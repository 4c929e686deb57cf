//! Shell Module
//!
//! Runs the read → parse → execute → respond loop over any line source.
//! The binary wires it to stdin/stdout; tests drive it with in-memory
//! buffers.

use std::io::{BufRead, Write};

use crate::engine::Engine;
use crate::error::{QuillError, Result};
use crate::protocol::{parse_line, Command, Response};

/// How a shell session ended
#[derive(Debug, Clone, Copy, PartialEq, Eq)]
pub enum SessionEnd {
    /// Input reached end of file
    Eof,

    /// An `EXIT` command was read
    Exit,
}

/// Handles one interactive session against an engine
pub struct Shell<'e, R, W> {
    /// Engine receiving the commands
    engine: &'e mut Engine,

    /// Line source
    input: R,

    /// Response sink
    output: W,

    /// Commands handled so far
    commands: u64,
}

impl<'e, R: BufRead, W: Write> Shell<'e, R, W> {
    pub fn new(engine: &'e mut Engine, input: R, output: W) -> Self {
        Self {
            engine,
            input,
            output,
            commands: 0,
        }
    }

    /// Handle the session (blocking until EXIT or end of input)
    ///
    /// Only failures to read input or write responses end the session with
    /// an error; engine failures are reported to the client as `ERR` lines.
    pub fn run(&mut self) -> Result<SessionEnd> {
        let mut line = String::new();

        loop {
            line.clear();
            if self.input.read_line(&mut line)? == 0 {
                tracing::debug!(commands = self.commands, "Input closed");
                return Ok(SessionEnd::Eof);
            }

            let command = match parse_line(&line) {
                Ok(Some(command)) => command,
                Ok(None) => continue,
                Err(e) => {
                    tracing::debug!(error = %e, "Rejected input line");
                    self.send_response(e.into())?;
                    continue;
                }
            };

            self.commands += 1;
            tracing::trace!(?command, "Received command");

            if command == Command::Exit {
                tracing::debug!(commands = self.commands, "EXIT received");
                return Ok(SessionEnd::Exit);
            }

            let response = self.execute_command(command);
            self.send_response(response)?;
        }
    }

    /// Execute a command against the engine
    fn execute_command(&mut self, command: Command) -> Response {
        match self.engine.execute(command) {
            Ok(response) => response,
            Err(QuillError::InvalidKey(reason)) => {
                tracing::debug!(%reason, "Rejected key");
                Response::error("invalid key")
            }
            Err(e) => {
                tracing::error!(error = %e, "Command failed");
                Response::error("internal")
            }
        }
    }

    /// Send a response line
    fn send_response(&mut self, response: Response) -> Result<()> {
        writeln!(self.output, "{}", response)?;
        self.output.flush()?;
        Ok(())
    }

    /// Number of commands handled so far
    pub fn commands(&self) -> u64 {
        self.commands
    }
}
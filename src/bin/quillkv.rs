//! QuillKV Shell Binary
//!
//! Opens the store and reads commands from stdin, one per line.

use std::io;
use std::path::PathBuf;

use clap::{Parser, ValueEnum};
use quillkv::index::DEFAULT_ORDER;
use quillkv::shell::Shell;
use quillkv::{Config, Engine, SyncMode};
use tracing_subscriber::{fmt, EnvFilter};

/// QuillKV
#[derive(Parser, Debug)]
#[command(name = "quillkv")]
#[command(about = "Persistent key-value store with a line-oriented shell")]
#[command(version)]
struct Args {
    /// Log file path
    #[arg(default_value = quillkv::config::DEFAULT_LOG_PATH)]
    db_path: PathBuf,

    /// B+Tree branching order
    #[arg(short, long, default_value_t = DEFAULT_ORDER)]
    order: usize,

    /// How each write is forced to disk
    #[arg(short, long, value_enum, default_value_t = SyncArg::Data)]
    sync: SyncArg,
}

#[derive(Clone, Copy, Debug, ValueEnum)]
enum SyncArg {
    /// fdatasync after every write
    Data,
    /// fsync after every write
    All,
}

impl From<SyncArg> for SyncMode {
    fn from(arg: SyncArg) -> Self {
        match arg {
            SyncArg::Data => SyncMode::Data,
            SyncArg::All => SyncMode::All,
        }
    }
}

fn main() {
    // Diagnostics go to stderr; stdout carries only responses
    let filter = EnvFilter::try_from_default_env()
        .unwrap_or_else(|_| EnvFilter::new("warn,quillkv=info"));

    fmt()
        .with_env_filter(filter)
        .with_target(true)
        .with_writer(io::stderr)
        .init();

    let args = Args::parse();

    tracing::info!("QuillKV v{}", quillkv::VERSION);
    tracing::info!("Log file: {}", args.db_path.display());

    let config = Config::builder()
        .log_path(&args.db_path)
        .index_order(args.order)
        .sync_mode(args.sync.into())
        .build();

    let mut engine = match Engine::open(config) {
        Ok(e) => e,
        Err(e) => {
            tracing::error!("Failed to open engine: {}", e);
            std::process::exit(1);
        }
    };

    let stdin = io::stdin();
    let stdout = io::stdout();
    let mut shell = Shell::new(&mut engine, stdin.lock(), stdout.lock());

    match shell.run() {
        Ok(end) => tracing::debug!(?end, "Session ended"),
        Err(e) => {
            tracing::error!("Shell error: {}", e);
            std::process::exit(1);
        }
    }
}
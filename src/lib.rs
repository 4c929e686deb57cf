//! # QuillKV
//!
//! A single-user persistent key-value store with:
//! - An append-only log, fsync'd on every write, as the source of truth
//! - An in-memory B+Tree index rebuilt from the log at startup
//! - Last-write-wins semantics and tolerance for a torn final record
//! - A line-oriented command shell (`SET`, `GET`, `EXIT`)
//!
//! ## Architecture Overview
//!
//! ```text
//! ┌─────────────────────────────────────────────────────────────┐
//! │                     Command Shell                            │
//! │               (stdin lines → responses)                      │
//! └─────────────────────┬───────────────────────────────────────┘
//!                       │
//! ┌─────────────────────▼───────────────────────────────────────┐
//! │                        Engine                                │
//! │         (append first, then index; replay on open)           │
//! └─────────────────────┬───────────────────────────────────────┘
//!                       │
//!          ┌────────────┴────────────┐
//!          │                         │
//!          ▼                         ▼
//!   ┌─────────────┐          ┌─────────────┐
//!   │     Log     │          │    Index    │
//!   │  (Append,   │          │  (B+Tree,   │
//!   │   fsync)    │          │   arena)    │
//!   └─────────────┘          └─────────────┘
//! ```

// =============================================================================
// Module Declarations
// =============================================================================

pub mod error;
pub mod config;

pub mod log;
pub mod index;
pub mod protocol;
pub mod shell;
pub mod engine;

// =============================================================================
// Public API Re-exports
// =============================================================================

pub use error::{QuillError, Result};
pub use config::{Config, SyncMode};
pub use engine::Engine;

// =============================================================================
// Version Info
// =============================================================================

/// Current version of QuillKV
pub const VERSION: &str = env!("CARGO_PKG_VERSION");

★ ★ ★ ★

Transcribe each line of the material without any alteration.

* [RESPONSE]
repository 4c929e686deb57cf
//! Shell Module
//!
//! Runs the read → parse → execute → respond loop over any line source.
//! The binary wires it to stdin/stdout; tests drive it with in-memory
//! buffers.

use std::io::{BufRead, Write};

use crate::engine::Engine;
use crate::error::{QuillError, Result};
use crate::protocol::{parse_line, Command, Response};

/// How a shell session ended
#[derive(Debug, Clone, Copy, PartialEq, Eq)]
pub enum SessionEnd {
    /// Input reached end of file
    Eof,

    /// An `EXIT` command was read
    Exit,
}

/// Handles one interactive session against an engine
pub struct Shell<'e, R, W> {
    /// Engine receiving the commands
    engine: &'e mut Engine,

    /// Line source
    input: R,

    /// Response sink
    output: W,

    /// Commands handled so far
    commands: u64,
}

impl<'e, R: BufRead, W: Write> Shell<'e, R, W> {
    pub fn new(engine: &'e mut Engine, input: R, output: W) -> Self {
        Self {
            engine,
            input,
            output,
            commands: 0,
        }
    }

    /// Handle the session (blocking until EXIT or end of input)
    ///
    /// Only failures to read input or write responses end the session with
    /// an error; engine failures are reported to the client as `ERR` lines.
    pub fn run(&mut self) -> Result<SessionEnd> {
        let mut line = String::new();

        loop {
            line.clear();
            if self.input.read_line(&mut line)? == 0 {
                tracing::debug!(commands = self.commands, "Input closed");
                return Ok(SessionEnd::Eof);
            }

            let command = match parse_line(&line) {
                Ok(Some(command)) => command,
                Ok(None) => continue,
                Err(e) => {
                    tracing::debug!(error = %e, "Rejected input line");
                    self.send_response(e.into())?;
                    continue;
                }
            };

            self.commands += 1;
            tracing::trace!(?command, "Received command");

            if command == Command::Exit {
                tracing::debug!(commands = self.commands, "EXIT received");
                return Ok(SessionEnd::Exit);
            }

            let response = self.execute_command(command);
            self.send_response(response)?;
        }
    }

    /// Execute a command against the engine
    fn execute_command(&mut self, command: Command) -> Response {
        match self.engine.execute(command) {
            Ok(response) => response,
            Err(QuillError::InvalidKey(reason)) => {
                tracing::debug!(%reason, "Rejected key");
                Response::error("invalid key")
            }
            Err(e) => {
                tracing::error!(error = %e, "Command failed");
                Response::error("internal")
            }
        }
    }

    /// Send a response line
    fn send_response(&mut self, response: Response) -> Result<()> {
        writeln!(self.output, "{}", response)?;
        self.output.flush()?;
        Ok(())
    }

    /// Number of commands handled so far
    pub fn commands(&self) -> u64 {
        self.commands
    }
}
filename src/bin/quillkv.rs
//! QuillKV Shell Binary
//!
//! Opens the store and reads commands from stdin, one per line.

use std::io;
use std::path::PathBuf;

use clap::{Parser, ValueEnum};
use quillkv::index::DEFAULT_ORDER;
use quillkv::shell::Shell;
use quillkv::{Config, Engine, SyncMode};
use tracing_subscriber::{fmt, EnvFilter};

/// QuillKV
#[derive(Parser, Debug)]
#[command(name = "quillkv")]
#[command(about = "Persistent key-value store with a line-oriented shell")]
#[command(version)]
struct Args {
    /// Log file path
    #[arg(default_value = quillkv::config::DEFAULT_LOG_PATH)]
    db_path: PathBuf,

    /// B+Tree branching order
    #[arg(short, long, default_value_t = DEFAULT_ORDER)]
    order: usize,

    /// How each write is forced to disk
    #[arg(short, long, value_enum, default_value_t = SyncArg::Data)]
    sync: SyncArg,
}

#[derive(Clone, Copy, Debug, ValueEnum)]
enum SyncArg {
    /// fdatasync after every write
    Data,
    /// fsync after every write
    All,
}

impl From<SyncArg> for SyncMode {
    fn from(arg: SyncArg) -> Self {
        match arg {
            SyncArg::Data => SyncMode::Data,
            SyncArg::All => SyncMode::All,
        }
    }
}

fn main() {
    // Diagnostics go to stderr; stdout carries only responses
    let filter = EnvFilter::try_from_default_env()
        .unwrap_or_else(|_| EnvFilter::new("warn,quillkv=info"));

    fmt()
        .with_env_filter(filter)
        .with_target(true)
        .with_writer(io::stderr)
        .init();

    let args = Args::parse();

    tracing::info!("QuillKV v{}", quillkv::VERSION);
    tracing::info!("Log file: {}", args.db_path.display());

    let config = Config::builder()
        .log_path(&args.db_path)
        .index_order(args.order)
        .sync_mode(args.sync.into())
        .build();

    let mut engine = match Engine::open(config) {
        Ok(e) => e,
        Err(e) => {
            tracing::error!("Failed to open engine: {}", e);
            std::process::exit(1);
        }
    };

    let stdin = io::stdin();
    let stdout = io::stdout();
    let mut shell = Shell::new(&mut engine, stdin.lock(), stdout.lock());

    match shell.run() {
        Ok(end) => tracing::debug!(?end, "Session ended"),
        Err(e) => {
            tracing::error!("Shell error: {}", e);
            std::process::exit(1);
        }
    }
}
filename src/lib.rs
repository 4c929e686deb57cf
//! # QuillKV
//!
//! A single-user persistent key-value store with:
//! - An append-only log, fsync'd on every write, as the source of truth
//! - An in-memory B+Tree index rebuilt from the log at startup
//! - Last-write-wins semantics and tolerance for a torn final record
//! - A line-oriented command shell (`SET`, `GET`, `EXIT`)
//!
//! ## Architecture Overview
//!
//! ```text
//! ┌─────────────────────────────────────────────────────────────┐
//! │                     Command Shell                            │
//! │               (stdin lines → responses)                      │
//! └─────────────────────┬───────────────────────────────────────┘
//!                       │
//! ┌─────────────────────▼───────────────────────────────────────┐
//! │                        Engine                                │
//! │         (append first, then index; replay on open)           │
//! └─────────────────────┬───────────────────────────────────────┘
//!                       │
//!          ┌────────────┴────────────┐
//!          │                         │
//!          ▼                         ▼
//!   ┌─────────────┐          ┌─────────────┐
//!   │     Log     │          │    Index    │
//!   │  (Append,   │          │  (B+Tree,   │
//!   │   fsync)    │          │   arena)    │
//!   └─────────────┘          └─────────────┘
//! ```

// =============================================================================
// Module Declarations
// =============================================================================

pub mod error;
pub mod config;

pub mod log;
pub mod index;
pub mod protocol;
pub mod shell;
pub mod engine;

// =============================================================================
// Public API Re-exports
// =============================================================================

pub use error::{QuillError, Result};
pub use config::{Config, SyncMode};
pub use engine::Engine;

// =============================================================================
// Version Info
// =============================================================================

/// Current version of QuillKV
pub const VERSION: &str = env!("CARGO_PKG_VERSION");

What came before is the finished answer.